Лоренс Хаттон
Мы находимся здесь уже неделю и планируем оставаться у миссис Роде до субботы. Все к нам очень добры, мы наслаждаемся каждой минутой нашего визита. Повидались со многими нашими старыми друзьями и встретили новых. В прошлую пятницу мы обедали с Роджерсами, и они были к нам бесконечно добры! Мое сердце наполняется благодарностью и радостью, когда я вспоминаю их ласковую учтивость и доброту. Еще я повидалась с доктором Гриром. У него такое доброе сердце! В воскресенье мы ходили на службу к Св. Варфоломею, и могу сказать, что никогда еще после смерти дорогого епископа Брукса я не чувствовала себя в церкви так уютно. Доктор Грир проповедовал медленно, чтобы мисс Салливан успевала передать мне каждое слово. Наверное, его прихожане удивились такой необычной манере. А после службы он попросил органиста – мистера Уоррена – поиграть для меня. Я стояла посередине церкви, где сильнее всего вибрации огромного органа, и ощущала, как в меня бьются мощные волны звуков, словно громадные морские валы, стучащие о борт маленького кораблика…
Посреди реки
Глава 1Головоломка
Я считаю, что люди принимаются за мемуары, когда уже достаточно стары, чтобы умереть. Этим они избавили бы себя и других от многих хлопот. Однако раз уж я пишу, пока еще жива, хоть это и очень нескромно с моей стороны, то мне придется добавить к сложностям своих близких и друзей описание того, что происходило в моей жизни после окончания колледжа Рэдклифф.
Долгие годы я записывала события и то, что казалось мне интересным, от случая к случаю в разном настроении и при разных обстоятельствах. Подобная беспорядочная манера письма соответствует моему характеру. Такой способ работы дает мне возможность вести себя с читателем как с добрым другом, поболтать и посмеяться по ходу дела, и мне это нравится.
На последующих страницах я не стану читать проповедь или развивать какую-то одну главную мысль. Не собираюсь и никого вести за собой по лабиринтам своего сознания. Я лишь хочу нанизать на нитку мимолетные мысли и чувства, облечь их в слова. Мне часто говорили, что если я сумею это сделать, то, возможно, частицы моей жизни добавятся к тому запасу мыслей, искренности и сочувствия, откуда люди черпают силы для того, чтобы жить. Скорее всего, мои заметки окажутся не слишком умными или выдающимися, но в них будут содержаться зерна дружеского участия моих близких.
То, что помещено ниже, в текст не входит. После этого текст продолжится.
//! axum adapter: resource descriptors, the registry and HTTP handlers
//!
//! Each registered resource contributes these routes:
//!
//! | Method             | Path                     | Action |
//! |--------------------|--------------------------|--------|
//! | GET                | `/{plural}`              | index  |
//! | GET                | `/{plural}/new`          | create (form) |
//! | POST               | `/{plural}`              | create |
//! | GET                | `/{plural}/{id}`         | show   |
//! | GET                | `/{plural}/{id}/edit`    | update (form) |
//! | PUT, PATCH, POST   | `/{plural}/{id}`         | update |
//! | DELETE             | `/{plural}/{id}`         | delete |
//!
//! Path segments that parse as UUIDs address resources by id, anything else
//! by slug. The format comes from the `_format` query parameter, else from an
//! `Accept: application/json` header. HTML forms may tunnel `PUT`, `PATCH` and
//! `DELETE` through a `_method` field.
//!
//! Flash messages recorded by a request that ends in a redirect travel to the
//! next request in the `resource_flashes` cookie, which that request clears.

use crate::config::Action;
use crate::core::feedback::{FeedbackMessage, FeedbackSink, FlashBag};
use crate::core::query::{Criteria, parse_sort};
use crate::core::request::ResourceRequest;
use crate::core::resource::{Resource, ResourceIdentifier};
use crate::server::controller::ResourceController;
use crate::server::response::error_response;
use axum::extract::{FromRequest, Path, Query, Request, State};
use axum::http::{HeaderMap, HeaderValue, Method, header};
use axum::response::{IntoResponse, Response};
use axum::routing::get;
use axum::{Form, Json, Router};
use base64::Engine;
use base64::engine::general_purpose::URL_SAFE_NO_PAD;
use serde_json::{Map, Value};
use std::collections::{BTreeMap, HashMap};

/// Describes how to build the routes of one resource
pub trait ResourceDescriptor: Send + Sync {
    /// Singular resource name (e.g., "article")
    fn resource_name(&self) -> &str;

    /// Plural form used in paths (e.g., "articles")
    fn plural(&self) -> String;

    fn build_routes(&self) -> Router;
}

impl<T: Resource> ResourceDescriptor for ResourceController<T> {
    fn resource_name(&self) -> &str {
        &self.config().name
    }

    fn plural(&self) -> String {
        self.config().plural_name()
    }

    fn build_routes(&self) -> Router {
        let base = format!("/{}", self.plural());
        Router::new()
            .route(&base, get(index::<T>).post(create::<T>))
            .route(&format!("{}/new", base), get(create::<T>))
            .route(
                &format!("{}/{{id}}", base),
                get(show::<T>)
                    .put(update::<T>)
                    .patch(update::<T>)
                    .post(update::<T>)
                    .delete(delete::<T>),
            )
            .route(&format!("{}/{{id}}/edit", base), get(update::<T>))
            .with_state(self.clone())
    }
}

/// Registry of every resource exposed over HTTP
#[derive(Default)]
pub struct ResourceRegistry {
    descriptors: BTreeMap<String, Box<dyn ResourceDescriptor>>,
}

impl ResourceRegistry {
    pub fn new() -> Self {
        Self::default()
    }

    /// Register a descriptor; a second descriptor with the same name replaces the first
    pub fn register(&mut self, descriptor: impl ResourceDescriptor + 'static) -> &mut Self {
        let name = descriptor.resource_name().to_string();
        tracing::debug!(resource = %name, plural = %descriptor.plural(), "registering resource routes");
        self.descriptors.insert(name, Box::new(descriptor));
        self
    }

    /// Merge the routes of every registered resource
    pub fn build_routes(&self) -> Router {
        self.descriptors
            .values()
            .fold(Router::new(), |router, descriptor| {
                router.merge(descriptor.build_routes())
            })
    }

    pub fn resource_names(&self) -> Vec<&str> {
        self.descriptors.keys().map(|s| s.as_str()).collect()
    }

    pub fn is_empty(&self) -> bool {
        self.descriptors.is_empty()
    }
}

// ---------------------------------------------------------------------------
// Request mapping
// ---------------------------------------------------------------------------

/// Build the transport-neutral request from query parameters and headers
fn resource_request(
    method: Method,
    headers: &HeaderMap,
    query: &HashMap<String, String>,
    identifier: Option<&str>,
) -> ResourceRequest {
    let mut request = ResourceRequest::new(method).with_format(request_format(headers, query));

    if let Some(segment) = identifier {
        request = request.with_identifier(ResourceIdentifier::parse(segment));
    }
    if let Some(page) = query.get("page").and_then(|p| p.parse().ok()) {
        request = request.with_page(page);
    }
    if let Some(sort) = query.get("sort") {
        request = request.with_sort(parse_sort(sort));
    }

    let filter: Criteria = query
        .iter()
        .filter_map(|(key, value)| {
            let field = key.strip_prefix("filter[")?.strip_suffix(']')?;
            Some((field.to_string(), filter_value(value)))
        })
        .collect();
    if !filter.is_empty() {
        request = request.with_filter(filter);
    }
    request
}

/// Query values are strings; numbers, booleans and `null` are read as such
fn filter_value(raw: &str) -> Value {
    match serde_json::from_str::<Value>(raw) {
        Ok(value @ (Value::Number(_) | Value::Bool(_) | Value::Null)) => value,
        _ => Value::String(raw.to_string()),
    }
}

fn request_format(headers: &HeaderMap, query: &HashMap<String, String>) -> String {
    if let Some(format) = query.get("_format") {
        return format.to_ascii_lowercase();
    }
    let accepts_json = headers
        .get(header::ACCEPT)
        .and_then(|v| v.to_str().ok())
        .is_some_and(|accept| accept.contains("application/json"));
    let format = if accepts_json { "json" } else { "html" };
    format.to_string()
}

/// Read the submitted body as a JSON value (JSON or url-encoded form)
async fn submitted_body(request: Request) -> Result<Option<Value>, Response> {
    let content_type = request
        .headers()
        .get(header::CONTENT_TYPE)
        .and_then(|v| v.to_str().ok())
        .unwrap_or_default()
        .to_string();

    if content_type.starts_with("application/x-www-form-urlencoded") {
        let Form(fields) = Form::<HashMap<String, String>>::from_request(request, &())
            .await
            .map_err(IntoResponse::into_response)?;
        let object: Map<String, Value> = fields
            .into_iter()
            .map(|(field, value)| (field, Value::String(value)))
            .collect();
        return Ok(Some(Value::Object(object)));
    }

    if content_type.contains("json") {
        let Json(body) = Json::<Value>::from_request(request, &())
            .await
            .map_err(IntoResponse::into_response)?;
        return Ok(Some(body));
    }

    Ok(None)
}

/// Method after applying a `_method` override from a POSTed form
fn effective_method(method: Method, body: &mut Option<Value>) -> Method {
    if method != Method::POST {
        return method;
    }
    let overridden = body
        .as_mut()
        .and_then(Value::as_object_mut)
        .and_then(|fields| fields.remove("_method"))
        .and_then(|value| value.as_str().map(str::to_ascii_uppercase));

    match overridden.as_deref() {
        Some("PUT") => Method::PUT,
        Some("PATCH") => Method::PATCH,
        Some("DELETE") => Method::DELETE,
        _ => method,
    }
}

// ---------------------------------------------------------------------------
// Flash carry-over
// ---------------------------------------------------------------------------

const FLASH_COOKIE: &str = "resource_flashes";

fn flash_cookie(headers: &HeaderMap) -> Option<&str> {
    headers
        .get_all(header::COOKIE)
        .iter()
        .filter_map(|value| value.to_str().ok())
        .flat_map(|value| value.split(';'))
        .find_map(|pair| pair.trim().strip_prefix(FLASH_COOKIE)?.strip_prefix('='))
}

/// Load the messages a previous redirect left behind; unreadable cookies are ignored
fn restore_flashes(encoded: &str, bag: &FlashBag) {
    let messages = URL_SAFE_NO_PAD
        .decode(encoded)
        .ok()
        .and_then(|bytes| serde_json::from_slice::<Vec<FeedbackMessage>>(&bytes).ok())
        .unwrap_or_default();
    for message in messages {
        bag.add(message);
    }
}

fn flash_set_cookie(messages: &[FeedbackMessage]) -> Option<HeaderValue> {
    let json = serde_json::to_vec(messages).ok()?;
    let cookie = format!(
        "{}={}; Path=/; HttpOnly; SameSite=Lax",
        FLASH_COOKIE,
        URL_SAFE_NO_PAD.encode(json)
    );
    HeaderValue::from_str(&cookie).ok()
}

fn flash_clear_cookie() -> HeaderValue {
    HeaderValue::from_static("resource_flashes=; Path=/; Max-Age=0; HttpOnly; SameSite=Lax")
}

async fn run<T: Resource>(
    controller: &ResourceController<T>,
    action: Action,
    headers: &HeaderMap,
    request: ResourceRequest,
) -> Response {
    let incoming = flash_cookie(headers);
    if let Some(encoded) = incoming {
        restore_flashes(encoded, &request.flashes);
    }

    let api = controller.config().is_api_request(&request);
    let mut response = match controller.handle(action, &request).await {
        Ok(response) => {
            let redirect = response.location().is_some();
            let mut response = response.into_response();
            // Undrained messages only outlive the request across a redirect
            let pending = request.flashes.take_all();
            if redirect && !pending.is_empty() {
                if let Some(cookie) = flash_set_cookie(&pending) {
                    response.headers_mut().append(header::SET_COOKIE, cookie);
                    return response;
                }
            }
            response
        }
        Err(error) => {
            if !error.is_recoverable() {
                tracing::error!(
                    resource = %controller.config().name,
                    action = %action,
                    error = %error,
                    "action failed"
                );
            }
            error_response(&error, api)
        }
    };

    if incoming.is_some() {
        response
            .headers_mut()
            .append(header::SET_COOKIE, flash_clear_cookie());
    }
    response
}

// ---------------------------------------------------------------------------
// Handlers
// ---------------------------------------------------------------------------

async fn index<T: Resource>(
    State(controller): State<ResourceController<T>>,
    headers: HeaderMap,
    Query(query): Query<HashMap<String, String>>,
) -> Response {
    let mut request = resource_request(Method::GET, &headers, &query, None);
    request.auth = controller.auth_context(&headers);
    run(&controller, Action::Index, &headers, request).await
}

async fn show<T: Resource>(
    State(controller): State<ResourceController<T>>,
    Path(id): Path<String>,
    headers: HeaderMap,
    Query(query): Query<HashMap<String, String>>,
) -> Response {
    let mut request = resource_request(Method::GET, &headers, &query, Some(&id));
    request.auth = controller.auth_context(&headers);
    run(&controller, Action::Show, &headers, request).await
}

async fn create<T: Resource>(
    State(controller): State<ResourceController<T>>,
    Query(query): Query<HashMap<String, String>>,
    http: Request,
) -> Response {
    let method = http.method().clone();
    let headers = http.headers().clone();
    let body = match submitted_body(http).await {
        Ok(body) => body,
        Err(rejection) => return rejection,
    };

    let mut request = resource_request(method, &headers, &query, None);
    request.auth = controller.auth_context(&headers);
    request.body = body;
    run(&controller, Action::Create, &headers, request).await
}

async fn update<T: Resource>(
    State(controller): State<ResourceController<T>>,
    Path(id): Path<String>,
    Query(query): Query<HashMap<String, String>>,
    http: Request,
) -> Response {
    mutate(controller, id, query, http).await
}

async fn delete<T: Resource>(
    State(controller): State<ResourceController<T>>,
    Path(id): Path<String>,
    headers: HeaderMap,
    Query(query): Query<HashMap<String, String>>,
) -> Response {
    let mut request = resource_request(Method::DELETE, &headers, &query, Some(&id));
    request.auth = controller.auth_context(&headers);
    run(&controller, Action::Delete, &headers, request).await
}

/// Dispatch a request on `/{plural}/{id}` that carries a body to update or delete
async fn mutate<T: Resource>(
    controller: ResourceController<T>,
    id: String,
    query: HashMap<String, String>,
    http: Request,
) -> Response {
    let method = http.method().clone();
    let headers = http.headers().clone();
    let mut body = match submitted_body(http).await {
        Ok(body) => body,
        Err(rejection) => return rejection,
    };
    let method = effective_method(method, &mut body);

    let mut request = resource_request(method.clone(), &headers, &query, Some(&id));
    request.auth = controller.auth_context(&headers);
    request.body = body;

    let action = if method == Method::DELETE {
        Action::Delete
    } else {
        Action::Update
    };
    run(&controller, action, &headers, request).await
}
Работа над автобиографией напомнила мне любимое занятие моего друга, полковника Рёблинга. В последние годы жизни он был строителем. В молодости он строил Бруклинский подвесной мост и остался инвалидом, оказавшись надолго под водой, запертый в одном из кессонов. Однажды я навещала его в Трентоне, Нью-Джерси, и он показал мне пазл, который он собрал. На мозаике были изображены река с перекинутым через нее мостом, зеленые холмы, синее небо с пушистыми белыми облачками, отражающимися в воде. Полковник брал из маленькой плоской чаши кусочки пазла и составлял картинку с великим терпением.
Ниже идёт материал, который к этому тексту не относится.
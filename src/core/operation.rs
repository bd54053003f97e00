//! Repository operations resolved by tagged variant
//!
//! The controller never calls driver methods by name. It builds an
//! [`Operation`] and hands it to the [`OperationResolver`]. Operation names
//! parse into an [`OperationKind`] only from a fixed whitelist.

use crate::core::driver::Driver;
use crate::core::error::{ConfigError, PersistenceError};
use crate::core::query::{Criteria, Paginator, Sorting};
use crate::core::resource::Resource;
use std::fmt;
use std::str::FromStr;

/// Names of the repository operations the resolver accepts
#[derive(Debug, Clone, Copy, PartialEq, Eq)]
pub enum OperationKind {
    CreateNew,
    FindOneBy,
    FindBy,
    CreatePaginator,
}

impl OperationKind {
    pub fn as_str(&self) -> &'static str {
        match self {
            OperationKind::CreateNew => "createNew",
            OperationKind::FindOneBy => "findOneBy",
            OperationKind::FindBy => "findBy",
            OperationKind::CreatePaginator => "createPaginator",
        }
    }
}

impl fmt::Display for OperationKind {
    fn fmt(&self, f: &mut fmt::Formatter<'_>) -> fmt::Result {
        f.write_str(self.as_str())
    }
}

impl FromStr for OperationKind {
    type Err = ConfigError;

    fn from_str(s: &str) -> Result<Self, Self::Err> {
        match s {
            "createNew" | "create_new" => Ok(OperationKind::CreateNew),
            "findOneBy" | "find_one_by" => Ok(OperationKind::FindOneBy),
            "findBy" | "find_by" => Ok(OperationKind::FindBy),
            "createPaginator" | "create_paginator" => Ok(OperationKind::CreatePaginator),
            other => Err(ConfigError::UnknownOperation {
                name: other.to_string(),
            }),
        }
    }
}

/// A repository operation with its arguments
#[derive(Debug, Clone)]
pub enum Operation {
    CreateNew,
    FindOneBy {
        criteria: Criteria,
    },
    FindBy {
        criteria: Criteria,
        sorting: Sorting,
        limit: Option<usize>,
    },
    CreatePaginator {
        criteria: Criteria,
        sorting: Sorting,
    },
}

impl Operation {
    pub fn kind(&self) -> OperationKind {
        match self {
            Operation::CreateNew => OperationKind::CreateNew,
            Operation::FindOneBy { .. } => OperationKind::FindOneBy,
            Operation::FindBy { .. } => OperationKind::FindBy,
            Operation::CreatePaginator { .. } => OperationKind::CreatePaginator,
        }
    }
}

/// Result of a resolved operation, shaped by its variant
pub enum OperationOutput<T> {
    New(T),
    One(Option<T>),
    Many(Vec<T>),
    Paginator(Paginator<T>),
}

impl<T> OperationOutput<T> {
    pub fn into_one(self) -> Option<T> {
        match self {
            OperationOutput::New(resource) => Some(resource),
            OperationOutput::One(resource) => resource,
            OperationOutput::Many(resources) => resources.into_iter().next(),
            OperationOutput::Paginator(_) => None,
        }
    }
}

/// Dispatches operations to a driver
pub struct OperationResolver;

impl OperationResolver {
    pub async fn resolve<T: Resource>(
        driver: &dyn Driver<T>,
        operation: Operation,
    ) -> Result<OperationOutput<T>, PersistenceError> {
        tracing::debug!(
            resource = T::resource_name(),
            operation = %operation.kind(),
            driver = %driver.kind(),
            "resolving operation"
        );

        match operation {
            Operation::CreateNew => Ok(OperationOutput::New(driver.create_new())),
            Operation::FindOneBy { criteria } => {
                Ok(OperationOutput::One(driver.find_one_by(&criteria).await?))
            }
            Operation::FindBy {
                criteria,
                sorting,
                limit,
            } => Ok(OperationOutput::Many(
                driver.find_by(&criteria, &sorting, limit).await?,
            )),
            Operation::CreatePaginator { criteria, sorting } => Ok(OperationOutput::Paginator(
                driver.create_paginator(&criteria, &sorting).await?,
            )),
        }
    }
}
Я вспомнила это потому, что процесс написания автобиографии напоминает мне головоломку полковника Рёблинга. Бесчисленные обрывки моих воспоминаний и переживаний падают в чашу памяти, где, расчлененная, лежит моя жизнь. И моя задача состоит в том, чтобы из отдельных фрагментов заново собрать единое целое: себя и мир, в котором я живу, с его небесами и океанами, пустынями и вулканами, горами и реками, городами и людьми. И легче не становится, так как одни и те же события каждый раз оцениваешь по-новому. Вот ты находишь фрагмент, который кажется подходящим, но при ближайшем рассмотрении понимаешь, что он залит чувствительностью, устаревшими взглядами и отношениями, словно сиропом. При этом новый опыт заставляет эти фрагменты изменяться. Я складываю свой пазл так и этак, но фрагменты не хотят соединяться. И вот я наконец вроде бы составила достаточно полную картину, но бросаю взгляд в чашу и вижу там не вошедшие никуда фрагменты, с которыми не знаю, что делать. Чем дольше я пишу, тем важнее они мне кажутся, так что мне приходится разбирать картинку на части и складывать ее заново. Я удивляюсь неожиданной связи фактов и воображения, которые формируют узор по смутным очертаниям жизненного опыта. Мое стремление к совершенству требует внести некоторое изящество в сочинение, но в конце концов я понимаю, что моменты моей жизни вовсе не так безупречно раскрашены и вырезаны, как кусочки мозаики полковника Рёблинга. Возможно, в них существует симметрия, цель и законченность на взгляд Творца, но обычным людям это все покажется беспорядочно перемешанными обрывками, и они могут решить, что пустоты в узоре следовало бы заполнить чем-то благородным, драматичным или необыкновенным.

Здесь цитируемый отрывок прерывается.